Finding the supremum of $\left\{n^{\frac{1}{n}}\;\middle\vert\;n\in\mathbb{N}\right\}$

Question

$\left\{n^{\frac{1}{n}}\;\middle\vert\;n\in\mathbb{N}\right\}$

What is the Supremum of the above set?

I consider the function $f(x)= x^{\frac{1}{x}}$, and show that $f(x)$ is maximum when $x=e$.

But here the domain of the set is $\mathbb{N}$. So how can I find the supremum of the above set?

Please anyone help me solve it. Thanks in advance.

Answer 1

You know that as a real function, $x^{1/x}$ is increasing on $(0, e)$ and decreasing on $(e, \infty)$. The same must be true if we consider it a function on the integers. That means that the maximum among integers must be at either $2$ or at $3$ (since any other integer input must give a function value strictly smaller than one of these two).
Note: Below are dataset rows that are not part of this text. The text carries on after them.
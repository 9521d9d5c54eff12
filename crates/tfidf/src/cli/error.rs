//! Error types for the `tfidf` binary.

use std::{io, path::PathBuf};

use thiserror::Error;
use tfidf_config::ConfigError;
use tfidf_model::ModelError;

/// Failures while reading a corpus file.
#[derive(Debug, Error)]
pub enum CorpusError {
    /// The file could not be read.
    #[error("failed to read corpus {path}: {source}")]
    Read {
        /// Corpus path.
        path: PathBuf,
        /// Underlying I/O error.
        source: io::Error,
    },

    /// A line is not valid UTF-8 text.
    #[error("{path}: line {line} is not valid UTF-8 text")]
    NotText {
        /// Corpus path.
        path: PathBuf,
        /// One-based line number.
        line: usize,
    },
}

/// Failures while writing CSV results.
#[derive(Debug, Error)]
pub enum ExportError {
    /// The output file could not be created.
    #[error("failed to create {path}: {source}")]
    Create {
        /// Output path.
        path: PathBuf,
        /// Underlying I/O error.
        source: io::Error,
    },

    /// Writing a record failed.
    #[error("failed to write CSV: {0}")]
    Csv(#[from] csv::Error),

    /// Labels do not match the matrix shape.
    #[error("{axis} labels: expected {expected}, got {actual}")]
    Shape {
        /// `"row"` or `"column"`.
        axis: &'static str,
        /// Matrix extent along the axis.
        expected: usize,
        /// Number of labels supplied.
        actual: usize,
    },
}

/// Any failure of a `tfidf` run.
#[derive(Debug, Error)]
pub enum CliError {
    /// Configuration loading or validation failed.
    #[error(transparent)]
    Config(#[from] ConfigError),

    /// A corpus could not be read.
    #[error(transparent)]
    Corpus(#[from] CorpusError),

    /// Model construction, training or inference failed.
    #[error(transparent)]
    Model(#[from] ModelError),

    /// Results could not be written.
    #[error(transparent)]
    Export(#[from] ExportError),

    /// The output directory could not be created.
    #[error("failed to create output directory {path}: {source}")]
    OutputDir {
        /// Directory path.
        path: PathBuf,
        /// Underlying I/O error.
        source: io::Error,
    },

    /// The current directory is unavailable.
    #[error("could not determine current directory: {0}")]
    CurrentDir(io::Error),

    /// The JSON summary could not be serialized.
    #[error("failed to serialize JSON: {0}")]
    Json(#[from] serde_json::Error),
}
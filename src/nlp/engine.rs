//! ONNX token-classification engine.
//!
//! [`TokenClassifier`] wraps an `ort` session, a `tokenizers` tokenizer and
//! the model's [`LabelMap`].  One instance serves one model; the POS tagger
//! and the entity recognizer each own their own.
//!
//! A classify call runs:
//!
//! 1. split the text into whitespace-aligned chunks (sequence-length limit),
//! 2. encode each chunk, run the model, argmax the per-token logits,
//! 3. collapse sub-word tokens back onto words via the tokenizer's word ids,
//!    keeping the label of each word's first sub-token,
//! 4. emit `(word, label, byte range)` triples in document order.
//!
//! The session lives behind a `Mutex` so the classifier can be shared as
//! `Arc<dyn …>` across threads; `ort` requires `&mut` access per run.

use std::sync::Mutex;

use ndarray::Array2;

use thiserror::Error;

use crate::nlp::labels::{LabelMap, LabelMapError};
use crate::nlp::model::{ModelArtifacts, ModelResolveError};

/// Chunk size in bytes fed to the tokenizer per inference call.  Keeps the
/// encoded sequence comfortably inside the 512-token BERT limit for
/// ordinary English prose.
const MAX_CHUNK_BYTES: usize = 1_500;

// ---------------------------------------------------------------------------
// NlpError
// ---------------------------------------------------------------------------

/// All errors that can arise from the NLP subsystem.
#[derive(Debug, Error)]
pub enum NlpError {
    /// Model artifacts could not be located or downloaded.
    #[error(transparent)]
    Resolve(#[from] ModelResolveError),

    /// An artifact file could not be read from disk.
    #[error("failed to read {path}: {source}")]
    Io {
        path: String,
        #[source]
        source: std::io::Error,
    },

    /// The model's `id2label` table is unusable.
    #[error(transparent)]
    Labels(#[from] LabelMapError),

    /// `ort` failed to build or load the session.
    #[error("ONNX session error: {0}")]
    Session(String),

    /// The tokenizer failed to load or encode.
    #[error("tokenizer error: {0}")]
    Tokenize(String),

    /// The inference pass itself failed.
    #[error("inference failed: {0}")]
    Inference(String),

    /// The model never loaded — startup degraded to a stub engine.
    #[error("NLP model unavailable: {0}")]
    Unavailable(String),
}

// ---------------------------------------------------------------------------
// ClassifiedWord
// ---------------------------------------------------------------------------

/// One word with its predicted label and byte range in the input text.
#[derive(Debug, Clone, PartialEq, Eq)]
pub struct ClassifiedWord {
    /// Surface form, sliced from the input.
    pub text: String,
    /// Predicted label (tagset depends on the model).
    pub label: String,
    /// Byte offset of the word's first byte in the input.
    pub start: usize,
    /// Byte offset one past the word's last byte.
    pub end: usize,
}

// ---------------------------------------------------------------------------
// TokenClassifier
// ---------------------------------------------------------------------------

/// A loaded token-classification model.
pub struct TokenClassifier {
    session: Mutex<ort::session::Session>,
    tokenizer: tokenizers::Tokenizer,
    labels: LabelMap,
    wants_token_type_ids: bool,
}

impl std::fmt::Debug for TokenClassifier {
    fn fmt(&self, f: &mut std::fmt::Formatter<'_>) -> std::fmt::Result {
        f.debug_struct("TokenClassifier")
            .field("classes", &self.labels.len())
            .finish_non_exhaustive()
    }
}

impl TokenClassifier {
    /// Load a model from resolved artifacts.
    ///
    /// # Errors
    ///
    /// - [`NlpError::Session`]  — `ort` rejected the ONNX file.
    /// - [`NlpError::Tokenize`] — `tokenizer.json` failed to load.
    /// - [`NlpError::Labels`]   — `config.json` has no usable `id2label`.
    pub fn load(artifacts: &ModelArtifacts) -> Result<Self, NlpError> {
        let session = ort::session::Session::builder()
            .map_err(|e| NlpError::Session(e.to_string()))?
            .commit_from_file(&artifacts.model)
            .map_err(|e| NlpError::Session(e.to_string()))?;

        // BERT exports take token_type_ids; DistilBERT exports do not.
        // Decide from the graph rather than the repo name.
        let wants_token_type_ids = session
            .inputs()
            .iter()
            .any(|input| input.name() == "token_type_ids");

        let tokenizer = tokenizers::Tokenizer::from_file(&artifacts.tokenizer)
            .map_err(|e| NlpError::Tokenize(e.to_string()))?;

        let config_bytes = std::fs::read(&artifacts.config).map_err(|source| NlpError::Io {
            path: artifacts.config.display().to_string(),
            source,
        })?;
        let labels = LabelMap::from_config_json(&config_bytes)?;

        Ok(Self {
            session: Mutex::new(session),
            tokenizer,
            labels,
            wants_token_type_ids,
        })
    }

    /// Classify every word of `text` in document order.
    ///
    /// An empty or whitespace-only input returns an empty vec without
    /// touching the model.
    pub fn classify(&self, text: &str) -> Result<Vec<ClassifiedWord>, NlpError> {
        if text.trim().is_empty() {
            return Ok(Vec::new());
        }

        let mut words = Vec::new();
        for (base, chunk) in chunk_text(text, MAX_CHUNK_BYTES) {
            self.classify_chunk(base, chunk, &mut words)?;
        }
        Ok(words)
    }

    /// Run one chunk through the model, appending words with offsets
    /// shifted by `base`.
    fn classify_chunk(
        &self,
        base: usize,
        chunk: &str,
        out: &mut Vec<ClassifiedWord>,
    ) -> Result<(), NlpError> {
        let encoding = self
            .tokenizer
            .encode(chunk, true)
            .map_err(|e| NlpError::Tokenize(e.to_string()))?;

        let seq_len = encoding.get_ids().len();
        if seq_len == 0 {
            return Ok(());
        }

        let ids: Vec<i64> = encoding.get_ids().iter().map(|&id| id as i64).collect();
        let mask: Vec<i64> = encoding
            .get_attention_mask()
            .iter()
            .map(|&m| m as i64)
            .collect();

        let ids_arr = Array2::from_shape_vec((1, seq_len), ids)
            .map_err(|e| NlpError::Inference(e.to_string()))?;
        let mask_arr = Array2::from_shape_vec((1, seq_len), mask)
            .map_err(|e| NlpError::Inference(e.to_string()))?;

        let input_ids = ort::value::Tensor::from_array(ids_arr)
            .map_err(|e| NlpError::Inference(e.to_string()))?;
        let attention_mask = ort::value::Tensor::from_array(mask_arr)
            .map_err(|e| NlpError::Inference(e.to_string()))?;

        let mut session = self
            .session
            .lock()
            .map_err(|_| NlpError::Inference("session lock poisoned".into()))?;

        let outputs = if self.wants_token_type_ids {
            let type_ids = ort::value::Tensor::from_array(Array2::<i64>::zeros((1, seq_len)))
                .map_err(|e| NlpError::Inference(e.to_string()))?;
            session.run(ort::inputs![
                "input_ids" => input_ids,
                "attention_mask" => attention_mask,
                "token_type_ids" => type_ids,
            ])
        } else {
            session.run(ort::inputs![
                "input_ids" => input_ids,
                "attention_mask" => attention_mask,
            ])
        }
        .map_err(|e| NlpError::Inference(e.to_string()))?;

        let logits = outputs[0]
            .try_extract_array::<f32>()
            .map_err(|e| NlpError::Inference(e.to_string()))?;

        // logits shape is [1, seq_len, num_classes]
        let shape = logits.shape();
        if shape.len() != 3 || shape[1] != seq_len {
            return Err(NlpError::Inference(format!(
                "unexpected logits shape {shape:?} for sequence of {seq_len}"
            )));
        }
        let num_classes = shape[2];

        let flat = logits
            .as_slice()
            .ok_or_else(|| NlpError::Inference("logits tensor is not contiguous".into()))?;

        // Per-token argmax → label ids, aligned to words below.
        let word_ids = encoding.get_word_ids();
        let offsets = encoding.get_offsets();

        let mut current: Option<ClassifiedWord> = None;
        for token in 0..seq_len {
            // Special tokens ([CLS], [SEP], padding) carry no word id.
            let Some(word_id) = word_ids[token] else {
                continue;
            };

            let (start, end) = offsets[token];
            if start == end {
                continue;
            }

            let is_continuation = matches!(
                (&current, word_id),
                (Some(_), w) if continues_word(&encoding, token, w)
            );

            if is_continuation {
                if let Some(word) = current.as_mut() {
                    word.end = base + end;
                }
                continue;
            }

            // New word: flush the previous one and label from this first
            // sub-token.
            if let Some(word) = current.take() {
                push_word(chunk, base, word, out);
            }

            let class = argmax(&flat[token * num_classes..(token + 1) * num_classes]);
            let label = self
                .labels
                .get(class)
                .ok_or_else(|| {
                    NlpError::Inference(format!("model predicted unknown class {class}"))
                })?
                .to_string();

            current = Some(ClassifiedWord {
                text: String::new(),
                label,
                start: base + start,
                end: base + end,
            });
        }

        if let Some(word) = current.take() {
            push_word(chunk, base, word, out);
        }

        Ok(())
    }
}

/// Whether `token` belongs to the same word as the previous real token.
fn continues_word(encoding: &tokenizers::Encoding, token: usize, word_id: u32) -> bool {
    let word_ids = encoding.get_word_ids();
    (0..token)
        .rev()
        .find_map(|prev| word_ids[prev])
        .is_some_and(|prev_word| prev_word == word_id)
}

/// Fill in the surface form from the chunk and append.  Offsets that do not
/// land on char boundaries (possible after tokenizer normalization) drop
/// the word rather than panic.
fn push_word(chunk: &str, base: usize, mut word: ClassifiedWord, out: &mut Vec<ClassifiedWord>) {
    let range = (word.start - base)..(word.end - base);
    if let Some(text) = chunk.get(range) {
        if !text.is_empty() {
            word.text = text.to_string();
            out.push(word);
        }
    }
}

/// Index of the largest value in `row`.
fn argmax(row: &[f32]) -> usize {
    let mut best = 0;
    let mut best_val = f32::NEG_INFINITY;
    for (i, &v) in row.iter().enumerate() {
        if v > best_val {
            best = i;
            best_val = v;
        }
    }
    best
}

/// Split `text` into `(byte offset, chunk)` pairs of at most `max_bytes`,
/// cutting at whitespace where possible.  Concatenating the chunks yields
/// the original text, so offsets stay valid document-wide.
fn chunk_text(text: &str, max_bytes: usize) -> Vec<(usize, &str)> {
    let mut chunks = Vec::new();
    let mut base = 0;

    while base < text.len() {
        let rest = &text[base..];
        if rest.len() <= max_bytes {
            chunks.push((base, rest));
            break;
        }

        // Largest char boundary at or below the limit.
        let mut cut = max_bytes;
        while !rest.is_char_boundary(cut) {
            cut -= 1;
        }

        // Prefer cutting just after the last whitespace in the window so a
        // word never straddles two inference calls.
        if let Some(ws) = rest[..cut].rfind(char::is_whitespace) {
            if ws > 0 {
                let ws_len = rest[ws..].chars().next().map_or(1, char::len_utf8);
                cut = ws + ws_len;
            }
        }

        chunks.push((base, &rest[..cut]));
        base += cut;
    }

    chunks
}

// ---------------------------------------------------------------------------
// Tests
// ---------------------------------------------------------------------------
Now just check those two input values, and you're done.

Answer 2

Try integers either side of $e$ - as the local maximum over the reals is in that area, the maximum over the natural numbers will be close by.

Answer 3

Note that $2^{1/2}=4^{1/4}$. Given what calculus tells you, you know the supremum is attained at $3$.

Answer 4

The first few values are $1$, $\sqrt 2=1.414\ldots$, $\sqrt[3]3=1.442\ldots$, $\sqrt2$, $\sqrt[5]5=1.379\ldots$, and we suspect that $\sqrt[3]3$ is the supremum (or in fact even maximum) of the sequence. It only remains to show that for larger $n$, we have $n^{1/n}<\sqrt[3]3$ or equivalently, $n^3<3^n$. This follows by induction after observing that the left hand side grows by a factor of $\frac{(n+1)^3}{n^3}=1+\frac 3n+\frac 3{n^3}+\frac1{n^3}\le 1+1+\frac13+\frac1{27}<3$ for $n\ge 3$.

Answer 5

Let $f(x)=x^{\frac{1}{x}}$ than $\ln f(x)=\frac{1}{x}\ln x$ and $\frac{f'(x)}{f(x)}=\frac{1}{x^2}-\frac{1}{x^2}\ln x$

$f'(x)=\frac{x^{\frac{1}{x}}}{x^2}(1-\ln x)<0$ for $x\geq 3$. This means our function is decreasing and we only need to check 3 values:

$1^1<\sqrt{2}<3^{\frac{1}{3}}$